Left join issue

Hi
I am working on a challenging task where I need to construct a query using Siren. I’m currently writing an SQL query to better outline and address this challenge

select p.* from person p
left join contact c on p.id = c.id
where c.labels != ‘A’ or c.label is null

Something like this should do

GET siren/person/_search
{
  "query" : {
    "join" : {
      "indices" : ["contact"],
      "on" : ["id", "id"], 
      "request" : { 
        "query" : {
          "bool": {
             "should": [
                {"bool":{"must_not": [{"term": {"labels": "A"}}]}},
                {"bool":{"must_not": [{"exists": {"field": "labels"}}]}}
             ]
          }
        }
      }
    }
  }
}

assuming you have person and contact ES indices. More on this topic here: Query domain-specific language (DSL) :: SIREN DOCS

You can probably optimize the query by only checking that labels is not A.

2 Likes

I appreciate your assistance. However, the query you provided performs an inner join, whereas I require a left join. Let me clarify my requirements with an example:

Scenario:

I have 5 person in the person index.
Only 3 contacts exist in the contact index.
One of these contacts has the label ‘A’.
Objective:

I want to display all person who do not have the label ‘A’.
The expected output should include 4 person (since one contact has label ‘A’ and the remaining person either have no contact or have contact without label ‘A’).
Issue:

The query you provided returns only 2 person, which does not align with the expected result.
Could you please help me adjust the Siren query to perform a left join and achieve the desired output?

POST /_bulk
{ “index”: { “_index”: “person”, “_id”: “1” } }
{ “id”: 1, “name”: “Person 1” }
{ “index”: { “_index”: “person”, “_id”: “2” } }
{ “id”: 2, “name”: “Person 2” }
{ “index”: { “_index”: “person”, “_id”: “3” } }
{ “id”: 3, “name”: “Person 3” }
{ “index”: { “_index”: “person”, “_id”: “4” } }
{ “id”: 4, “name”: “Person 4” }
{ “index”: { “_index”: “person”, “_id”: “5” } }
{ “id”: 5, “name”: “Person 5” }
{ “index”: { “_index”: “contact”, “_id”: “1” } }
{ “id”: 1, “label”: “B” }
{ “index”: { “_index”: “contact”, “_id”: “2” } }
{ “id”: 2, “label”: “A” }
{ “index”: { “_index”: “contact”, “_id”: “3” } }
{ “id”: 3, “label”: “C” }

and this is your query

{
“query”: {
“join”: {
“indices”: [
“contact”
],
“on”: [
“id”,
“id”
],
“request”: {
“query”: {
“bool”: {
“should”: [
{
“bool”: {
“must_not”: [
{
“term”: {
“label.keyword”: “A”
}
}
]
}
},
{
“bool”: {
“must_not”: [
{
“exists”: {
“field”: “label.keyword”
}
}
]
}
}
]
}
}
}
}
}
}

Thank you!

Thanks for your explanation and example.

In my understanding, you want to retrieve all the documents from person with the exception of those that join with documents from contact whose label is A.

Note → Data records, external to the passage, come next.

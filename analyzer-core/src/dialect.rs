//! 源/目标方言定义与 dump 方言识别

use serde::{Deserialize, Serialize};
use std::fmt;

/// 源库方言（封闭集合，按 tag 做穷尽匹配分派）
#[derive(Debug, Clone, Copy, PartialEq, Eq, Hash, Serialize, Deserialize)]
#[serde(rename_all = "snake_case")]
pub enum SourceDialect {
    Mssql,
    Mysql,
    Mariadb,
    Postgres,
    AuroraMysql,
    AuroraPostgres,
}

/// 方言族：同一族共用适配器与类型映射表
#[derive(Debug, Clone, Copy, PartialEq, Eq, Hash)]
pub enum DialectFamily {
    Mssql,
    Mysql,
    Postgres,
}

impl SourceDialect {
    pub const ALL: [SourceDialect; 6] = [
        SourceDialect::Mssql,
        SourceDialect::Mysql,
        SourceDialect::Mariadb,
        SourceDialect::Postgres,
        SourceDialect::AuroraMysql,
        SourceDialect::AuroraPostgres,
    ];

    pub fn family(self) -> DialectFamily {
        match self {
            SourceDialect::Mssql => DialectFamily::Mssql,
            SourceDialect::Mysql | SourceDialect::Mariadb | SourceDialect::AuroraMysql => {
                DialectFamily::Mysql
            }
            SourceDialect::Postgres | SourceDialect::AuroraPostgres => DialectFamily::Postgres,
        }
    }

    pub fn as_str(self) -> &'static str {
        match self {
            SourceDialect::Mssql => "mssql",
            SourceDialect::Mysql => "mysql",
            SourceDialect::Mariadb => "mariadb",
            SourceDialect::Postgres => "postgres",
            SourceDialect::AuroraMysql => "aurora_mysql",
            SourceDialect::AuroraPostgres => "aurora_postgres",
        }
    }

    /// 解析方言名称
    pub fn parse(s: &str) -> Option<Self> {
        match s.trim().to_lowercase().as_str() {
            "mssql" | "sqlserver" | "sql_server" => Some(Self::Mssql),
            "mysql" => Some(Self::Mysql),
            "mariadb" => Some(Self::Mariadb),
            "postgres" | "postgresql" => Some(Self::Postgres),
            "aurora_mysql" | "aurora-mysql" => Some(Self::AuroraMysql),
            "aurora_postgres" | "aurora-postgres" | "aurora_postgresql" => {
                Some(Self::AuroraPostgres)
            }
            _ => None,
        }
    }

    /// 表名比较是否区分大小写（MSSQL 默认排序规则不区分）
    pub fn table_names_case_sensitive(self) -> bool {
        !matches!(self.family(), DialectFamily::Mssql)
    }

    /// 列名比较是否区分大小写（MySQL 与 MSSQL 列名不区分）
    pub fn column_names_case_sensitive(self) -> bool {
        matches!(self.family(), DialectFamily::Postgres)
    }

    /// 从 dump 内容识别方言，无法判断时回退到 MySQL
    pub fn detect(content: &str) -> Self {
        let lower = content.to_lowercase();

        // 头部注释
        if lower.contains("postgresql database dump") || lower.contains("pg_dump") {
            return Self::Postgres;
        }
        if lower.contains("mariadb dump") {
            return Self::Mariadb;
        }
        if lower.contains("mysql dump") || lower.contains("mysqldump") {
            return Self::Mysql;
        }
        if lower.contains("sql server") || lower.contains("set ansi_nulls") {
            return Self::Mssql;
        }

        // 类型与语法关键字
        if lower.contains("auto_increment") || lower.contains("engine=") || lower.contains('`') {
            return Self::Mysql;
        }
        if lower.contains("identity(")
            || lower.contains("nvarchar")
            || lower.contains("[dbo]")
            || lower.lines().any(|line| line.trim() == "go")
        {
            return Self::Mssql;
        }
        if lower.contains("serial")
            || lower.contains("::")
            || lower.contains("timestamptz")
            || lower.contains("returning")
        {
            return Self::Postgres;
        }

        Self::Mysql
    }
}

impl fmt::Display for SourceDialect {
    fn fmt(&self, f: &mut fmt::Formatter<'_>) -> fmt::Result {
        f.write_str(self.as_str())
    }
}

/// 目标库方言
#[derive(Debug, Clone, Copy, PartialEq, Eq, Hash, Serialize, Deserialize, Default)]
#[serde(rename_all = "snake_case")]
pub enum TargetDialect {
    #[default]
    Snowflake,
}

impl TargetDialect {
    pub fn as_str(self) -> &'static str {
        match self {
            TargetDialect::Snowflake => "snowflake",
        }
    }

    pub fn display_name(self) -> &'static str {
        match self {
            TargetDialect::Snowflake => "Snowflake",
        }
    }
}

impl fmt::Display for TargetDialect {
    fn fmt(&self, f: &mut fmt::Formatter<'_>) -> fmt::Result {
        f.write_str(self.as_str())
    }
}

/// 连接描述中的数据库类型
#[derive(Debug, Clone, Copy, PartialEq, Eq, Hash, Serialize, Deserialize)]
#[serde(rename_all = "snake_case")]
pub enum DbType {
    Mssql,
    Mysql,
    Postgres,
    Snowflake,
}

impl DbType {
    /// 作为分析源时对应的方言；snowflake 只能作为目标库探测
    pub fn source_dialect(self) -> Option<SourceDialect> {
        match self {
            DbType::Mssql => Some(SourceDialect::Mssql),
            DbType::Mysql => Some(SourceDialect::Mysql),
            DbType::Postgres => Some(SourceDialect::Postgres),
            DbType::Snowflake => None,
        }
    }

    pub fn as_str(self) -> &'static str {
        match self {
            DbType::Mssql => "mssql",
            DbType::Mysql => "mysql",
            DbType::Postgres => "postgres",
            DbType::Snowflake => "snowflake",
        }
    }
}

impl fmt::Display for DbType {
    fn fmt(&self, f: &mut fmt::Formatter<'_>) -> fmt::Result {
        f.write_str(self.as_str())
    }
}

You can nest a join query inside a must_not clause to exclude its results from the final ones.

Can you check if the last query of the following code block does what you need?

PUT /person
{
  "mappings": {
    "properties": {
      "id": {
        "type": "integer"
      },
      "name": {
        "type": "keyword"
      }
    }
  }
}

PUT /contact
{
  "mappings": {
    "properties": {
      "id": {
        "type": "integer"
      },
      "label": {
        "type": "keyword"
      }
    }
  }
}

POST /_bulk
{"index":{"_index":"person","_id":"1"}}
{"id":1,"name":"Person 1"}
{"index":{"_index":"person","_id":"2"}}
{"id":2,"name":"Person 2"}
{"index":{"_index":"person","_id":"3"}}
{"id":3,"name":"Person 3"}
{"index":{"_index":"person","_id":"4"}}
{"id":4,"name":"Person 4"}
{"index":{"_index":"person","_id":"5"}}
{"id":5,"name":"Person 5"}
{"index":{"_index":"contact","_id":"1"}}
{"id":1,"label":"B"}
{"index":{"_index":"contact","_id":"2"}}
{"id":2,"label":"A"}
{"index":{"_index":"contact","_id":"3"}}
{"id":3,"label":"C"}

// previous query
GET siren/person/_search
{
  "query" : {
    "join" : {
      "indices" : ["contact"],
      "on" : ["id", "id"], 
      "request" : { 
        "query" : {
          "bool": {
             "should": [
                {"bool":{"must_not": [{"term": {"label": "A"}}]}},
                {"bool":{"must_not": [{"exists": {"field": "label"}}]}}
             ]
          }
        }
      }
    }
  }
}

// edited query
GET siren/person/_search
{
  "query": {
    "bool": {
      "must_not": [
        {
          "join": {
            "indices": [
              "contact"
            ],
            "on": [
              "id",
              "id"
            ],
            "request": {
              "query": {
                "term": {
                  "label": "A"
                }
              }
            }
          }
        }
      ]
    }
  }
}
1 Like

Thank you for your guidance and assistance; this is exactly what I wanted

1 Like